Последний большой придворный бал в Санкт-Петербурге состоялся 26 января 1904 года. Многое на нем происходило обычным чередом, что-то делалось для того, чтобы поразить воображение русских гостей и иностранных дипломатов.
"Роскошные пальмы,— писал в воспоминаниях граф Игнатьев,— доходили чуть ли не до потолка. Вокруг них были сервированы столы для ужина. Пальмы эти, закутанные в войлок и солому, свозили во дворец на санях специально для бала из оранжерей Ботанического и Таврического садов. Это было великолепие, которым поражались иностранцы. Но высший петербургский свет был уже пресыщен роскошью своих собственных балов, и те царские приемы, о которых с восторгом вспоминали отцы, уже не трогали детей.

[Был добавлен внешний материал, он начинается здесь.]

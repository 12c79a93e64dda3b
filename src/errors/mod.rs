use std::path::PathBuf;

use sea_orm::DbErr;
use thiserror::Error;

pub type BoxError = Box<dyn std::error::Error + Send + Sync>;

#[derive(Error, Debug)]
pub enum SyncError {
    #[error("Failed to connect to {target}")]
    Connection {
        target: String,
        #[source]
        source: DbErr,
    },

    #[error("Failed to reflect table '{table}'")]
    Reflection {
        table: String,
        #[source]
        source: DbErr,
    },

    #[error("Table '{table}' has no column usable as a primary key")]
    NoPrimaryKey { table: String },

    #[error("Unsupported column type '{sql_type}' for {table}.{column}")]
    UnsupportedType {
        table: String,
        column: String,
        sql_type: String,
    },

    #[error("Failed to render entity for table '{table}': {reason}")]
    Render { table: String, reason: String },

    #[error("Failed to write '{}'", .path.display())]
    Write {
        path: PathBuf,
        #[source]
        source: std::io::Error,
    },

    #[error("Failed to load models from '{}': {reason}", .path.display())]
    Load { path: PathBuf, reason: String },

    #[error("Failed to back up table '{table}'")]
    Backup {
        table: String,
        #[source]
        source: BoxError,
    },

    #[error("DDL failed on table '{table}': {statement}")]
    Ddl {
        table: String,
        statement: String,
        #[source]
        source: DbErr,
    },

    #[error("Invalid configuration: {0}")]
    Config(#[from] config::ConfigError),
}

impl SyncError {
    /// Catalog failures caused by a dead connection surface as `Connection`.
    pub fn from_catalog(table: impl Into<String>, target: &str, source: DbErr) -> Self {
        match source {
            DbErr::Conn(_) | DbErr::ConnectionAcquire(_) => Self::Connection {
                target: target.to_string(),
                source,
            },
            source => Self::Reflection {
                table: table.into(),
                source,
            },
        }
    }

    pub fn load(path: impl Into<PathBuf>, reason: impl Into<String>) -> Self {
        Self::Load {
            path: path.into(),
            reason: reason.into(),
        }
    }

    /// Table the error is attached to, when there is one.
    pub fn table(&self) -> Option<&str> {
        match self {
            Self::Reflection { table, .. }
            | Self::NoPrimaryKey { table }
            | Self::UnsupportedType { table, .. }
            | Self::Render { table, .. }
            | Self::Backup { table, .. }
            | Self::Ddl { table, .. } => Some(table),
            _ => None,
        }
    }
}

— Что это за бал, на котором не выносятся корзины саженной высоты с розами, гвоздикой и сиренью прямо из Ниццы? — недоумевала молодежь.
Старые мамаши вздыхали:
— В наше время таких денег за границу не швыряли, цветов не давали, а веселиться умели не хуже вас, молодых!
После ужина начался разъезд. Выходя, я, по обыкновению, выпил стакан горячего пунша в ротонде. Мог ли я думать, покидая этот пышный раздушенный бал, что он был последним в Российской империи, что революция 1905 года закроет двери Зимнего дворца".
По стечению обстоятельств тот же Игнатьев стал очевидцем и последнего бала в Европе, прошедшего в Париже накануне первой мировой войны,— бала драгоценных камней:
"Жизнь била таким ключом, что уличное движение, как казалось, дошло до предела. В голову не могло прийти, что всего через несколько недель те же улицы, те же площади опустеют на несколько долгих лет. Портные и модистки могли брать любые цены за новые невиданные модели весенних нарядов и вечерних туалетов. Пресыщенный веселящийся Париж уже не довольствовался французским стилем: в поисках невиданных зрелищ и неиспытанных ощущений его тянуло на экзотизм, и "гвоздем" парижского сезона оказались костюмированные персидские балы. Когда и это приелось, то был устроен бал, превзошедший по богатству все виденное мною на свете,— бал драгоценных камней. Принимавшие в нем участие модницы заранее обменивались своими драгоценностями и превращались каждая в олицетворение того или другого камня. Платье соответствовало цвету украшавших его каменьев. Красные рубины, зеленые изумруды, васильковые сапфиры, белоснежные, черные и розовые жемчуга сливались в один блестящий фейерверк. Но больше всего ослепляли белые и голубые брильянты. После наших с "нацветом" желтых петербургских брильянтов они подчеркивали лишний раз гонку русских богачей за количеством и размером, а не за качеством. Светало, когда я вышел с бала и с одним из приглашенных пошел по улицам уже спавшего в этот час города.
— Мне кажется,— сказал я своему спутнику,— что этот бал — последний на нашем веку.
— Почему вы так думаете? — удивился мой собеседник.
— Да только потому, что дальше идти некуда.
Я не знал, что это простое предчувствие окажется пророческим предсказанием конца старого мира".
Действительно, после мировой войны рухнула власть родовой аристократии — рухнула повсеместно. И вместе со старым миром ушел в прошлое его непременный атрибут — роскошные аристократические балы.